Il s’agit ici de l’abus d’une grande religion mondiale fondée sur des textes écrits. Il faut s’y opposer fermement, cela ne fait aucun doute. Cela concerne tout d’abord les croyants eux-mêmes et leurs représentants. Personne ne peut permettre que la religion, qui repose notamment sur le caractère sacré de la vie humaine, comme c’est le cas dans les trois grandes religions écrites, soit utilisée, avec ses promesses de salut, pour légitimer les crimes les plus abominables.

Vous avez déclaré que les actes terroristes n’influenceraient en aucune façon les chances d’adhésion de la Turquie à l’UE, ni dans le sens positif ni négatif. Mais si le débat continue de s’échauffer, le gouvernement fédéral restera-t-il sur ces positions ?

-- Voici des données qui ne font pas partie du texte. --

//! # arrayfns — Array kernels for plotting and mesh slicing
//!
//! Small, allocation-light kernels over flat row-major numeric buffers: the
//! pieces a plotting front end needs when its host arrays are too slow to
//! loop over element by element.
//!
//! ## What is in the box?
//!
//! * **Indexed assignment**: `array_set` writes rows (or a broadcast scalar)
//!   through a subscript array, converting between eight scalar kinds.
//! * **Ordering**: `index_sort` (heap sort over indices), `rank_order`,
//!   `binary_search`, `min_index` and `max_index`.
//! * **Interpolation**: `interp`, piecewise linear, single or double
//!   precision, over queries of up to six dimensions.
//! * **Mesh kernels**: `zmin_zmax` over a tagged region, `reverse` along an
//!   axis, `to_corners` cell-to-vertex expansion.
//! * **Iso-surface slicing**: `find_mask` edge-cut masks, `walk` and
//!   `construct3` polygon edge orders, and the static topology of the
//!   tetrahedron, pyramid, prism and hexahedron.
//!
//! ## Quick Start
//!
//! ### Interpolation
//!
//! ```rust
//! use arrayfns::prelude::*;
//!
//! let x = [0.0, 1.0, 2.0];
//! let y = [0.0, 10.0, 20.0];
//! let z = [-1.0, 0.5, 1.5, 3.0];
//!
//! let result = interp(&y, &x, ArrayView::vector(&z), None)?;
//! assert_eq!(result.to_f64_vec(), vec![0.0, 5.0, 15.0, 20.0]);
//! # Result::<(), ArrayError>::Ok(())
//! ```
//!
//! ### Indexed assignment
//!
//! ```rust
//! use arrayfns::prelude::*;
//!
//! let mut target = [0.0_f64; 5];
//! array_set(
//!     ArrayMut::from(&mut target[..]),
//!     Shape::vector(5),
//!     &[1, 3],
//!     Source::scalar(7.0),
//! )?;
//! assert_eq!(target, [0.0, 7.0, 0.0, 7.0, 0.0]);
//! # Result::<(), ArrayError>::Ok(())
//! ```
//!
//! ### Slicing a cell
//!
//! ```rust
//! use arrayfns::prelude::*;
//!
//! // Vertex 0 of a tetrahedron is below the iso-value: three edges are cut.
//! let cell = CellType::Tetrahedron;
//! let mut mask = cut_edges(cell, &[true, false, false, false])?;
//! assert_eq!(mask.count(), 3);
//!
//! let ranks = walk(&mut mask, cell);
//! assert!(mask.is_empty());
//! let mut cut: Vec<i32> = ranks[..3].to_vec();
//! cut.sort();
//! assert_eq!(cut, vec![0, 1, 2]);
//! # Result::<(), ArrayError>::Ok(())
//! ```
//!
//! ### Result and Error Handling
//!
//! Every validated kernel returns `Result<_, ArrayError>`. Validation runs
//! before any write, so a failed call leaves caller buffers untouched:
//!
//! ```rust
//! use arrayfns::prelude::*;
//!
//! let mut target = [0_i32; 5];
//! let err = array_set(
//!     ArrayMut::from(&mut target[..]),
//!     Shape::vector(5),
//!     &[10],
//!     Source::scalar(1),
//! )
//! .unwrap_err();
//!
//! assert_eq!(err.kind(), ErrorKind::RangeViolation);
//! assert_eq!(target, [0; 5]);
//! ```
//!
//! ## Minimal Usage (no_std / Embedded)
//!
//! The crate supports `no_std` environments with `alloc`. Disable default
//! features to remove the standard library dependency:
//!
//! ```toml
//! [dependencies]
//! arrayfns = { version = "0.1", default-features = false }
//! ```
//!
//! ## Logging
//!
//! Kernels report operand sizes through the [`log`](https://docs.rs/log)
//! facade at `debug` level, and the polygon walk traces its steps at `trace`
//! level. Install any `log` backend to see them.

#![cfg_attr(not(feature = "std"), no_std)]

#[cfg(not(feature = "std"))]
#[macro_use]
extern crate alloc;

// Layer 1: Primitives - scalar kinds, shapes, errors and scans.
mod primitives;

// Layer 2: Algorithms - unchecked kernel loops.
mod algorithms;

// Layer 3: Topology - cell tables, edge masks and the polygon walk.
mod topology;

// Layer 4: Engine - validation, dispatch and results.
mod engine;

// High-level API.
mod api;

// Standard prelude.
pub mod prelude {
    pub use crate::api::{
        array_set, binary_search, construct3, cut_edges, find_mask, index_sort, interp,
        interp_with, max_index, min_index, node_edges, poly_permutations, rank_order, reverse,
        sign_patterns, to_corners, walk, zmin_zmax, Array, ArrayError, ArrayMut, ArrayRef,
        ArrayView, Axis, CellType, EdgeMask, EdgeRanks, Element, ErrorKind, InterpBuilder,
        Interpolated, Interpolator, Precision, Scalar, ScalarKind, Shape, Source, MAX_DIMS,
        MAX_EDGES, MAX_VERTICES,
    };
}

// Internal modules for development and testing.
//
// This module re-exports internal modules for development and testing purposes.
// It is only available with the `dev` feature enabled.
#[cfg(feature = "dev")]
pub mod internals {
    pub mod primitives {
        pub use crate::primitives::*;
    }
    pub mod algorithms {
        pub use crate::algorithms::*;
    }
    pub mod topology {
        pub use crate::topology::*;
    }
    pub mod engine {
        pub use crate::engine::*;
    }
    pub mod api {
        pub use crate::api::*;
    }
}
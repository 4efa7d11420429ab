//! High-level API for the array kernels.
//!
//! ## Purpose
//!
//! This module is the user-facing surface of the crate. It re-exports the
//! validated kernels and their operand types, and provides a fluent builder
//! for configuring interpolation precision once and reusing it.
//!
//! ## Design notes
//!
//! * **Ergonomic**: Kernels are free functions over slices and views; the
//!   builder only exists for the one kernel with a configuration knob.
//! * **Validated**: Builder parameters are validated when `.build()` is
//!   called, including parameters set more than once.
//!
//! ### Configuration Flow
//!
//! 1. Create an [`InterpBuilder`] via `InterpBuilder::new()`.
//! 2. Optionally choose a precision (`.typecode('f')` or `.precision(..)`).
//! 3. Call `.build()` to get an [`Interpolator`], then `.apply(..)` it.

// Internal dependencies
use crate::engine::validator::Validator;

// Publicly re-exported types
pub use crate::algorithms::interpolation::Precision;
pub use crate::algorithms::reverse::Axis;
pub use crate::algorithms::scatter::Source;
pub use crate::engine::kernels::{
    array_set, construct3, find_mask, index_sort, interp, interp_with, node_edges,
    poly_permutations, rank_order, reverse, sign_patterns, to_corners, zmin_zmax,
};
pub use crate::engine::output::{Array, Interpolated};
pub use crate::primitives::buffer::{ArrayMut, ArrayRef, Element, Scalar, ScalarKind};
pub use crate::primitives::errors::{ArrayError, ErrorKind};
pub use crate::primitives::order::{binary_search, max_index, min_index};
pub use crate::primitives::shape::{ArrayView, Shape, MAX_DIMS};
pub use crate::topology::cells::{CellType, MAX_EDGES, MAX_VERTICES};
pub use crate::topology::mask::{cut_edges, EdgeMask};
pub use crate::topology::walk::{walk, EdgeRanks};

// ============================================================================
// Interpolation Builder
// ============================================================================

/// Fluent builder for a reusable interpolation configuration.
#[derive(Debug, Clone, Default)]
pub struct InterpBuilder {
    /// Host type code of the result precision; `None` means double.
    pub typecode: Option<char>,

    /// Tracks if any parameter was set multiple times (for validation).
    #[doc(hidden)]
    pub duplicate_param: Option<&'static str>,
}

impl InterpBuilder {
    /// Create a builder with default (double) precision.
    pub fn new() -> Self {
        Self::default()
    }

    /// Set the result precision by host type code (`'f'` or `'d'`).
    pub fn typecode(mut self, code: char) -> Self {
        if self.typecode.is_some() {
            self.duplicate_param = Some("typecode");
        }
        self.typecode = Some(code);
        self
    }

    /// Set the result precision.
    pub fn precision(self, precision: Precision) -> Self {
        self.typecode(precision.typecode())
    }

    /// Validate the configuration.
    pub fn build(self) -> Result<Interpolator, ArrayError> {
        Validator::validate_no_duplicates(self.duplicate_param)?;
        let precision = Precision::from_typecode(self.typecode)?;
        Ok(Interpolator { precision })
    }
}

/// Validated interpolation configuration.
#[derive(Debug, Clone, Copy, PartialEq, Eq)]
pub struct Interpolator {
    precision: Precision,
}

impl Interpolator {
    /// Precision the results are computed in.
    pub fn precision(&self) -> Precision {
        self.precision
    }

    /// Interpolate the piecewise linear function through `(x, y)` at `z`.
    pub fn apply(
        &self,
        y: &[f64],
        x: &[f64],
        z: ArrayView<'_, f64>,
    ) -> Result<Interpolated, ArrayError> {
        interp(y, x, z, Some(self.precision.typecode()))
    }
}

Oui, bien entendu. Les événements récents ont mis en évidence l’importance que revêt la Turquie précisément pour l’Europe et pour la sécurité européenne. De gros efforts sont nécessaires à long terme pour que la Turquie réussisse sa modernisation. Une Turquie moderne serait véritablement la preuve que l’Islam et la modernité, l’Islam et l’État de droit, cette grande tradition culturelle et les droits de l’homme sont conciliables. Ce serait selon moi une contribution majeure dans la lutte contre le terrorisme international, que l’on ne peut en aucun cas sous-estimer. Par contre, ce que j’entends dans les rangs du CDU/CSU révèle un tel aveuglement stratégique, même vis-à-vis de nos propres intérêts, qu’on en aurait presque le souffle coupé.